Non succede solo oggi che le esperienze artistiche più avanzate e politicamente trasgressive suscitino biasimo e incomprensioni, e siano censurate, ostacolate, se non represse. Da sempre, la libera espressività comporta reazioni sprezzanti. Il caso del Teatro Valle di Roma ne è la plastica riprova. Un’occupazione che va avanti da tre anni ha strappato quell’opaco sipario dietro il quale si era stratificata una politica culturale pigra e attardata, compiacente con il potere politico, subalterna al mercato.
In una città che ripropone all’infinito materiale repertoriale e antologico, dove il contemporaneo (quando c’è) viene relegato in qualche angoletto residuale, l’avvento di quest’esperienza avventata e sgrammaticata ha improvvisamente (e impietosamente) rivelato l’angustia della programmazione teatrale pubblica. Di fronte allo slancio creativo, alla ricerca artistica, all’azzardo politico del Valle, tutto il resto si è palesato per quel che è: sfiorito, appesantito, ripetitivo.

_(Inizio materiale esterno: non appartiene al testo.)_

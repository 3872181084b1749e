//! CLI module — Clap argument parser, output helpers, and command implementations.

pub mod commands;
pub mod output;

use std::io::{self, IsTerminal, Read};
use std::path::PathBuf;

use clap::Parser;
use zeroize::Zeroizing;

use crate::config::{EncryptionKey, Settings};
use crate::crypto::SecretCipher;
use crate::errors::{Result, VaultError};
use crate::vault::{CredentialVault, Provider, SqliteStore};

/// CredVault CLI: encrypted store for third-party service credentials.
#[derive(Parser)]
#[command(
    name = "credvault",
    about = "Encrypted vault for third-party API credentials",
    version
)]
pub struct Cli {
    #[command(subcommand)]
    pub command: Commands,

    /// Credential database (default: from .credvault.toml)
    #[arg(long, global = true, env = "CREDVAULT_DB")]
    pub db: Option<String>,

    /// Identity recorded as creator and in the audit log
    #[arg(long, global = true, env = "CREDVAULT_ACTOR")]
    pub actor: Option<String>,

    /// Print results as JSON
    #[arg(long, global = true)]
    pub json: bool,
}

/// All available subcommands.
#[derive(clap::Subcommand)]
pub enum Commands {
    /// Store a new credential
    Create {
        /// Human label for the credential
        #[arg(long)]
        name: String,
        /// Provider tag (see `credvault providers`)
        #[arg(long, value_parser = parse_provider)]
        provider: Provider,
        /// Environment scope (default: production)
        #[arg(short, long)]
        environment: Option<String>,
        /// Free-text description
        #[arg(short, long)]
        description: Option<String>,
        /// Create the credential inactive
        #[arg(long)]
        inactive: bool,
        /// Secret value (omit for stdin or interactive prompt)
        #[arg(long)]
        secret: Option<String>,
    },

    /// List credentials (secrets masked)
    List {
        #[arg(long, value_parser = parse_provider)]
        provider: Option<Provider>,
        #[arg(short, long)]
        environment: Option<String>,
        /// Filter by active flag (true/false)
        #[arg(long)]
        active: Option<bool>,
        /// Case-insensitive search over name and description
        #[arg(short, long)]
        search: Option<String>,
        /// Page number, starting at 1
        #[arg(long)]
        page: Option<u32>,
        /// Page size
        #[arg(long)]
        limit: Option<u32>,
    },

    /// Show credential counts
    Stats,

    /// Show one credential
    Get {
        /// Credential id
        id: String,
        /// Include the decrypted secret
        #[arg(long)]
        reveal: bool,
    },

    /// Edit a credential or rotate its secret
    Update {
        /// Credential id
        id: String,
        #[arg(long)]
        name: Option<String>,
        #[arg(long, value_parser = parse_provider)]
        provider: Option<Provider>,
        #[arg(short, long)]
        environment: Option<String>,
        /// New description (empty string clears it)
        #[arg(short, long)]
        description: Option<String>,
        /// New secret value
        #[arg(long)]
        secret: Option<String>,
        /// Set the active flag (true/false)
        #[arg(long)]
        active: Option<bool>,
    },

    /// Flip a credential between active and inactive
    Toggle {
        /// Credential id
        id: String,
    },

    /// Permanently delete a credential
    Delete {
        /// Credential id
        id: String,
        /// Skip confirmation prompt
        #[arg(short, long)]
        force: bool,
    },

    /// Print the active secret for a provider, counting the use
    Consume {
        #[arg(value_parser = parse_provider)]
        provider: Provider,
        /// Environment scope (default: production)
        #[arg(short, long)]
        environment: Option<String>,
    },

    /// View the audit log of vault operations
    Audit {
        /// Number of entries to show (default: 50)
        #[arg(long, default_value = "50")]
        last: usize,
        /// Show entries since a duration ago (e.g. 7d, 24h, 30m)
        #[arg(long)]
        since: Option<String>,
    },

    /// List supported provider tags
    Providers,
}

fn parse_provider(s: &str) -> std::result::Result<Provider, String> {
    s.parse().map_err(|e: VaultError| e.to_string())
}

// ---------------------------------------------------------------------------
// Shared helpers used by multiple commands
// ---------------------------------------------------------------------------

/// Load project settings from the current directory.
pub fn settings() -> Result<Settings> {
    let cwd = std::env::current_dir()?;
    Settings::load(&cwd)
}

/// Credential database path: `--db` if given, otherwise from settings.
pub fn database_path(cli: &Cli) -> Result<PathBuf> {
    let cwd = std::env::current_dir()?;
    match &cli.db {
        Some(db) => Ok(cwd.join(db)),
        None => Ok(Settings::load(&cwd)?.database_path(&cwd)),
    }
}

/// Audit database path, from settings.
pub fn audit_path() -> Result<PathBuf> {
    let cwd = std::env::current_dir()?;
    Ok(Settings::load(&cwd)?.audit_path(&cwd))
}

/// Open the vault: validate the encryption key first, then the database.
///
/// A missing or weak key fails here, before any credential is touched.
pub fn open_vault(cli: &Cli) -> Result<CredentialVault<SqliteStore>> {
    let key = EncryptionKey::from_env()?;
    let cipher = SecretCipher::new(&key)?;
    let settings = settings()?;
    let store = SqliteStore::open(&database_path(cli)?)?;
    Ok(CredentialVault::new(store, cipher, settings))
}

/// Resolve a secret value from one of three sources: the `--secret`
/// flag, piped stdin, or an interactive hidden prompt.
pub fn read_secret(inline: Option<&str>, prompt: &str) -> Result<Zeroizing<String>> {
    if let Some(v) = inline {
        output::warning("Secret provided on command line — it may appear in shell history.");
        return Ok(Zeroizing::new(v.to_string()));
    }

    if !io::stdin().is_terminal() {
        let mut buf = Zeroizing::new(String::new());
        io::stdin().read_to_string(&mut buf)?;
        let trimmed = buf.trim_end().len();
        buf.truncate(trimmed);
        return Ok(buf);
    }

    dialoguer::Password::new()
        .with_prompt(prompt)
        .interact()
        .map(Zeroizing::new)
        .map_err(|e| VaultError::CommandFailed(format!("input prompt: {e}")))
}

/// Print a value as pretty JSON.
pub fn print_json<T: serde::Serialize>(value: &T) -> Result<()> {
    let text = serde_json::to_string_pretty(value)
        .map_err(|e| VaultError::SerializationError(e.to_string()))?;
    println!("{text}");
    Ok(())
}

Un esempio? Solo l’ultimo della serie. La Carmen dell’Orchestra di Piazza Vittorio ha ottenuto una sola data nelle stagione estiva del Teatro dell’Opera. Era l’unica interpretazione originale dell’intero Cartellone: ovviamente, bisognava comprimerla. Pazienza se poi i biglietti si sono esauriti in mezza giornata e si è stati felicemente costretti ad allestire una prova generale aperta al pubblico. E stiamo parlando dell’Orchestra di Piazza Vittorio, la più vivace e significativa realtà artistica nel panorama romano degli ultimi anni. Apprezzata e corteggiata in mezzo mondo, ma qui da noi appena tollerata.
Anche il Valle vive la stessa condizione d’isolamento, al cospetto delle consorterie culturali dominanti, dei sonnolenti consigli d’amministrazione, delle boriose direzioni artistiche, di manager scattanti e occhiuti consulenti. E infatti riceve premi e riconoscimenti solo all’estero, oltreché inchieste e paginoni sulle più prestigiose riviste internazionali. Del resto, a Roma c’è San Pietro e il Colosseo, Caravaggio e Michelangelo, forse Fellini e la dolce vita, forse Pasolini e i ragazzi di vita. E poi? E poi c’è il vuoto della contemporaneità.
Un’esperienza come il Valle uno se la dovrebbe inventare, per dare un po’ di smalto a una città in declino. A Berlino, a Barcellona, a Parigi, questo genere di realtà vengono non solo accolte e favorite, ma perfino finanziate. Il valore immateriale che ne deriva è straordinariamente magnetico, crea un’affascinante suggestione, stimola l’immaginario, dà prestigio e autorevolezza. Il sindaco Marino dovrebbe ringraziarli, i ragazzi e le ragazze del Valle, per quello che fanno e per quello che semplicemente suscitano. Con loro Roma è migliore e, suo malgrado, può contare su un’eccellenza culturale che diversamente non avrebbe.
E invece?
Il sindaco Marino alza il sopracciglio, abbozza un sorriso e invita a «rendere disponibili i locali illegalmente occupati». Della serie: o ve ne andate con le buone o sarò costretto a sgomberarvi. Fantastico, ha capito tutto. Ha intenzione di chiudere l’unico teatro cittadino conosciuto nel mondo, che programma quel che di meglio si produce, che detiene il record di spettatori (e di spettacoli), l’unico aperto anche d’estate, che in secoli di storia non ha mai visto tanta gente e tanto interesse. A volte, si ha l’impressione che davvero non capisca bene dove si trovi e cosa succeda intorno a lui. O che non capisca che la realtà è qualcosa di più ampio e complesso di aridi principi e regole polverose.
C’è un’insorgenza generalizzata di nuove forme dell’agire sociale che nascono dai bisogni, materiali e immateriali. Forme che difficilmente si allineano all’attuale intelaiatura politica e giuridica. Hanno a che fare con il bene comune, che è qualcosa di più e di meglio del bene pubblico, e che infatti non è né pubblico né privato. E’ la tensione a riappropriarsi di ciò che è proprio, di quel patrimonio collettivo che la politica non garantisce più e che per questo va sottratto al mercato e restituito alla società perché legittimamente ne goda.
Qui non si tratta di stabilire se e quanto sia legale occupare uno stabile abbandonato per riconvertirlo a un uso sociale o culturale. Qui si tratta di schierarsi. O si sta con i bisogni o si sta con gli interessi.